Cuando llegué a la oficina pensé que era un gendarme, hasta creí que era lesbiana pero cuando la vi trabajar dije ¡oh cielos, es una maquina!, pero después de platicar con ella supe que era una flor.
Así era Margarita mi amiga, extrovertida y tenaz. La acompañé en sus múltiples facetas como mujer, madre, amiga y esposa en sus 3 matrimonios. Con un maravilloso sentido del humor, experta en su trabajo y en ocasiones, distraída, siempre lograba ser amiga de todo el que la conocía. Un día caluroso nos encontramos quejándonos de la ropa, pegajosa y ajustada, era lo peor; nos sentíamos patacones, sentíamos el sobrepeso de los eternos días sentados frente al escritorio en la oficina; le recomendé unas pastillas que yo tomaba para bajar de peso, bueno más que nada eran para activar la digestión; gustosa las tomó y decidió adoptarlas como terapia, así, si no bajaba de peso por lo menos se sentía menos culpable al comer sus acostumbrados postres vespertinos, que compartía conmigo únicamente cuando ya no podía comer ni uno más.

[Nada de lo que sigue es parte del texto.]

use crate::cli::OutputFormat;
use crate::output::{output_result, Displayable};
use anyhow::{Context, Result};
use colored::Colorize;
use dashboard_core::{CodeHost, Organization, Repository, User};
use serde::Serialize;

/// Everything the account overview shows, fetched in one pass
#[derive(Serialize)]
struct DashboardView {
    user: User,
    organizations: Vec<Organization>,
    repositories: Vec<Repository>,
}

impl Displayable for DashboardView {
    fn display(&self) -> String {
        let mut output = self.user.display();

        output.push_str(&format!(
            "\n\n{} ({}):",
            "Organizations".white().bold(),
            self.organizations.len()
        ));
        if self.organizations.is_empty() {
            output.push_str(&format!("\n  {}", "none".dimmed()));
        }
        for org in &self.organizations {
            match &org.description {
                Some(desc) => {
                    output.push_str(&format!("\n  {} - {}", org.name.cyan(), desc.dimmed()))
                }
                None => output.push_str(&format!("\n  {}", org.name.cyan())),
            }
        }

        output.push_str(&format!(
            "\n\n{} ({}):",
            "Repositories".white().bold(),
            self.repositories.len()
        ));
        if self.repositories.is_empty() {
            output.push_str(&format!("\n  {}", "none".dimmed()));
        }
        for repo in &self.repositories {
            let full_name = format!("{}/{}", repo.owner, repo.name);
            let visibility = if repo.private {
                "private".yellow().to_string()
            } else {
                "public".green().to_string()
            };
            output.push_str(&format!("\n  {} ({})", full_name.cyan(), visibility));
        }

        output
    }
}

/// Without a client there is nothing to fetch; print how to connect and
/// exit cleanly
pub fn handle_dashboard(github: Option<&dyn CodeHost>, format: OutputFormat) -> Result<()> {
    let Some(client) = github else {
        match format {
            OutputFormat::Json => {
                println!(r#"{{"connected": false, "message": "No GitHub token configured"}}"#);
            }
            OutputFormat::Text => {
                println!("{}", "No GitHub token configured.".yellow());
                println!("Run 'gitopia auth set github <token>' to connect your account.");
            }
        }
        return Ok(());
    };

    let user = client
        .authenticated_user()
        .context("Failed to fetch your profile")?;
    let organizations = client
        .organizations()
        .context("Failed to list organizations")?;
    let repositories = client
        .repositories()
        .context("Failed to list repositories")?;

    output_result(
        &DashboardView {
            user,
            organizations,
            repositories,
        },
        format,
    );
    Ok(())
}
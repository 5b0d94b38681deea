use crate::cli::{OutputFormat, Provider};
use colored::Colorize;
use dashboard_core::{
    CoreError, DeploymentStats, IssueSeverity, MetricStatus, Organization, OrganizationMember,
    QualityIssue, QualityMetric, QualityReport, Repository, RepositoryCollaborator, Sourced, User,
    WorkflowStat,
};
use serde::Serialize;

pub fn output_result<T: Serialize + Displayable>(result: &T, format: OutputFormat) {
    match format {
        OutputFormat::Json => {
            if let Ok(json) = serde_json::to_string_pretty(result) {
                println!("{}", json);
            }
        }
        OutputFormat::Text => {
            println!("{}", result.display());
        }
    }
}

pub fn output_list<T: Serialize + Displayable>(items: &[T], format: OutputFormat) {
    match format {
        OutputFormat::Json => {
            if let Ok(json) = serde_json::to_string_pretty(&items) {
                println!("{}", json);
            }
        }
        OutputFormat::Text => {
            for item in items {
                println!("{}", item.display());
                println!();
            }
        }
    }
}

/// Render a statistics value, prefixing sample data with a banner in
/// text mode. JSON mode serializes the whole tagged wrapper so callers
/// can tell live and sample apart.
pub fn output_sourced<T: Serialize + Displayable>(
    result: &Sourced<T>,
    provider: Provider,
    format: OutputFormat,
) {
    match format {
        OutputFormat::Json => {
            if let Ok(json) = serde_json::to_string_pretty(result) {
                println!("{}", json);
            }
        }
        OutputFormat::Text => {
            if result.is_sample() {
                println!("{}", sample_banner(provider).yellow());
            }
            println!("{}", result.data().display());
        }
    }
}

pub fn output_sourced_list<T: Serialize + Displayable>(
    result: &Sourced<Vec<T>>,
    provider: Provider,
    format: OutputFormat,
) {
    match format {
        OutputFormat::Json => {
            if let Ok(json) = serde_json::to_string_pretty(result) {
                println!("{}", json);
            }
        }
        OutputFormat::Text => {
            if result.is_sample() {
                println!("{}", sample_banner(provider).yellow());
                println!();
            }
            for item in result.data() {
                println!("{}", item.display());
                println!();
            }
        }
    }
}

fn sample_banner(provider: Provider) -> String {
    let name = match provider {
        Provider::GitHub => "github",
        Provider::Sonar => "sonar",
    };
    format!(
        "Showing sample data. Run 'gitopia auth set {} <token>' for live statistics.",
        name
    )
}

#[derive(Serialize)]
pub struct JsonError {
    pub error: bool,
    pub code: String,
    pub message: String,
}

pub fn output_error(err: &anyhow::Error, format: OutputFormat) {
    match format {
        OutputFormat::Json => {
            let json_err = JsonError {
                error: true,
                code: "error".to_string(),
                message: format!("{:#}", err),
            };
            let message = serde_json::to_string_pretty(&json_err)
                .unwrap_or_else(|_| format!(r#"{{"error": true, "message": "{}"}}"#, err));
            eprintln!("{}", message);
        }
        OutputFormat::Text => {
            eprintln!("{}: {:#}", "Error".red().bold(), err);
            if let Some(hint) = hint_for(err) {
                eprintln!("{}: {}", "Hint".yellow(), hint);
            }
        }
    }
}

/// One actionable follow-up per error kind, shown under the error line
fn hint_for(err: &anyhow::Error) -> Option<&'static str> {
    for cause in err.chain() {
        if let Some(core) = cause.downcast_ref::<CoreError>() {
            return match core {
                CoreError::MissingToken(provider) if provider == "SonarQube" => {
                    Some("Run 'gitopia auth set sonar <token>' to store a token.")
                }
                CoreError::MissingToken(_) => {
                    Some("Run 'gitopia auth set github <token>' to store a token.")
                }
                CoreError::Unauthorized => {
                    Some("The token was rejected. Store a fresh one with 'gitopia auth set'.")
                }
                CoreError::RepositoryNotFound(_) => {
                    Some("Run 'gitopia repos list' to see the repositories you can access.")
                }
                CoreError::OrganizationNotFound(_) => {
                    Some("Run 'gitopia orgs list' to see your organizations.")
                }
                CoreError::ComponentNotFound(_) => {
                    Some("Check the component key on your quality server.")
                }
                _ => None,
            };
        }
    }
    None
}

pub trait Displayable {
    fn display(&self) -> String;
}

impl Displayable for User {
    fn display(&self) -> String {
        let mut output = format!(
            "{} - {}",
            self.username.cyan().bold(),
            self.display_name.white().bold()
        );
        if let Some(email) = &self.email {
            output.push_str(&format!("\n  {}: {}", "Email".dimmed(), email));
        }
        if let Some(url) = &self.avatar_url {
            output.push_str(&format!("\n  {}: {}", "Avatar".dimmed(), url.dimmed()));
        }
        output
    }
}

impl Displayable for Organization {
    fn display(&self) -> String {
        let visibility = if self.public {
            "public".green().to_string()
        } else {
            "private".yellow().to_string()
        };
        let mut output = format!(
            "{} ({}) - {}",
            self.name.cyan().bold(),
            self.id.dimmed(),
            visibility
        );
        if let Some(desc) = &self.description {
            output.push_str(&format!("\n  {}: {}", "Description".dimmed(), desc));
        }
        if let Some(created) = &self.created_at {
            output.push_str(&format!(
                "\n  {}: {}",
                "Created".dimmed(),
                created.format("%Y-%m-%d").to_string().dimmed()
            ));
        }
        if !self.members.is_empty() {
            output.push_str(&format!(
                "\n  {} ({}):",
                "Members".dimmed(),
                self.members.len()
            ));
            for member in &self.members {
                output.push_str(&format!("\n    {}", member.display()));
            }
        }
        output
    }
}

impl Displayable for OrganizationMember {
    fn display(&self) -> String {
        let joined = self
            .joined_at
            .map(|d| d.format("%Y-%m-%d").to_string())
            .unwrap_or_else(|| "unknown".to_string());
        format!(
            "{} ({}) - joined {}",
            self.user.username.cyan(),
            self.role.to_string().magenta(),
            joined.dimmed()
        )
    }
}

impl Displayable for Repository {
    fn display(&self) -> String {
        let full_name = format!("{}/{}", self.owner, self.name);
        let visibility = if self.private {
            "private".yellow().to_string()
        } else {
            "public".green().to_string()
        };
        let mut output = format!("{} - {}", full_name.cyan().bold(), visibility);
        if let Some(desc) = &self.description {
            output.push_str(&format!("\n  {}: {}", "Description".dimmed(), desc));
        }
        if let Some(updated) = &self.updated_at {
            output.push_str(&format!(
                "\n  {}: {}",
                "Updated".dimmed(),
                updated.format("%Y-%m-%d %H:%M:%S").to_string().dimmed()
            ));
        }
        if !self.collaborators.is_empty() {
            output.push_str(&format!(
                "\n  {} ({}):",
                "Collaborators".dimmed(),
                self.collaborators.len()
            ));
            for collaborator in &self.collaborators {
                output.push_str(&format!("\n    {}", collaborator.display()));
            }
        }
        output
    }
}

impl Displayable for RepositoryCollaborator {
    fn display(&self) -> String {
        format!(
            "{} [{}]",
            self.user.username.cyan(),
            self.permission.to_string().magenta()
        )
    }
}

impl Displayable for WorkflowStat {
    fn display(&self) -> String {
        let last_run = self
            .last_run
            .map(|d| d.format("%Y-%m-%d %H:%M").to_string())
            .unwrap_or_else(|| "never".to_string());
        format!(
            "{} [{}]\n  {}: {}  {}: {}  {}: {}%\n  {}: {}  {}: {}",
            self.name.white().bold(),
            self.category.to_string().cyan(),
            "Success".dimmed(),
            format!("{}%", self.success_rate).green(),
            "Failure".dimmed(),
            format!("{}%", self.failure_rate).red(),
            "Skipped".dimmed(),
            self.skipped_rate,
            "Runs".dimmed(),
            self.total_runs,
            "Last run".dimmed(),
            last_run.dimmed()
        )
    }
}

impl Displayable for DeploymentStats {
    fn display(&self) -> String {
        let mut output = format!(
            "{}: {} ({} successful, {} failed, {} pending)",
            "Deployments".white().bold(),
            self.total,
            self.successful.to_string().green(),
            self.failed.to_string().red(),
            self.pending.to_string().yellow()
        );
        output.push_str(&format!(
            "\n  {}: {}% success, {}% failure, {}% pending",
            "Rates".dimmed(),
            self.rates.success,
            self.rates.failure,
            self.rates.pending
        ));
        if !self.days.is_empty() {
            output.push_str(&format!("\n  {}:", "By day".dimmed()));
            for day in &self.days {
                output.push_str(&format!(
                    "\n    {}  {} total ({} ok, {} failed, {} pending)",
                    day.date.format("%Y-%m-%d"),
                    day.total,
                    day.successful,
                    day.failed,
                    day.pending
                ));
            }
        }
        output
    }
}

impl Displayable for QualityMetric {
    fn display(&self) -> String {
        format!(
            "{}: {}{} ({})\n  {}",
            self.name.white().bold(),
            format_metric_value(self.value),
            self.unit,
            colorize_status(self.status),
            self.description.dimmed()
        )
    }
}

impl Displayable for QualityIssue {
    fn display(&self) -> String {
        let location = match self.line {
            Some(line) => format!("{}:{}", self.component, line),
            None => self.component.clone(),
        };
        format!(
            "[{}] {} ({})",
            colorize_severity(self.severity),
            self.title,
            location.dimmed()
        )
    }
}

impl Displayable for QualityReport {
    fn display(&self) -> String {
        let mut output = String::new();
        for (i, metric) in self.metrics.iter().enumerate() {
            if i > 0 {
                output.push('\n');
            }
            output.push_str(&metric.display());
        }
        if self.metrics.is_empty() {
            output.push_str(&"No metrics reported.".dimmed().to_string());
        }
        if !self.issues.is_empty() {
            output.push_str(&format!("\n{} ({}):", "Top issues".white().bold(), self.issues.len()));
            for issue in &self.issues {
                output.push_str(&format!("\n  {}", issue.display()));
            }
        }
        output
    }
}

/// Integral values print without a trailing ".0"
fn format_metric_value(value: f64) -> String {
    if value.fract() == 0.0 {
        format!("{}", value as i64)
    } else {
        format!("{:.1}", value)
    }
}

fn colorize_status(status: MetricStatus) -> String {
    match status {
        MetricStatus::Good => "good".green().to_string(),
        MetricStatus::Warning => "warning".yellow().to_string(),
        MetricStatus::Critical => "critical".red().to_string(),
    }
}

fn colorize_severity(severity: IssueSeverity) -> String {
    match severity {
        IssueSeverity::Critical => "Critical".red().bold().to_string(),
        IssueSeverity::High => "High".red().to_string(),
        IssueSeverity::Medium => "Medium".yellow().to_string(),
        IssueSeverity::Low => "Low".to_string(),
        IssueSeverity::Info => "Info".dimmed().to_string(),
    }
}
use serde::{Deserialize, Serialize};

/// Response wrapper for /actions/workflows
#[derive(Debug, Clone, Deserialize, Serialize)]
pub struct GitHubWorkflowList {
    pub total_count: u64,
    #[serde(default)]
    pub workflows: Vec<GitHubWorkflow>,
}

/// Workflow definition
#[derive(Debug, Clone, Deserialize, Serialize)]
pub struct GitHubWorkflow {
    pub id: u64,
    pub name: String,
    pub path: String,
    #[serde(default)]
    pub state: Option<String>,
}

/// Response wrapper for /actions/runs
#[derive(Debug, Clone, Deserialize, Serialize)]
pub struct GitHubRunList {
    pub total_count: u64,
    #[serde(default)]
    pub workflow_runs: Vec<GitHubWorkflowRun>,
}

/// Single workflow run
#[derive(Debug, Clone, Deserialize, Serialize)]
pub struct GitHubWorkflowRun {
    pub id: u64,
    pub workflow_id: u64,
    /// Null while the run is queued or in progress
    #[serde(default)]
    pub conclusion: Option<String>,
    #[serde(default)]
    pub status: Option<String>,
    pub created_at: String,
}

Comenzó con su terapia psicotrópica, a los pocos días logró ver los primeros resultados, se le metió la idea de volver a la talla de su primer vestido de novia, talla 7. Así comenzó a marchitarse mi amiga flor. Cada día era más esbelta pero también más pálida; cada día estaba más obsesionada y más emocionada. Día con día su sonrisa se iba haciendo opaca. Orgullosa me decía mientras se miraba en el espejo, sé me marcan los huesos, mira, tócame, o me preguntaba ¿ya viste cómo me queda la ropa, verdad que ya bajé muchísimo? Dejó de comer postres conmigo, dejó de ir a trabajar, dejó de sonreír a causa de mu muerte lenta, sí, mi amiga Margarita dejó de existir. Nunca más tomé esas pastillas, nunca más volví a pensar en mi apariencia ni en la de los demás, entendí la importancia de la personalidad y distinguí el valor de la compañía.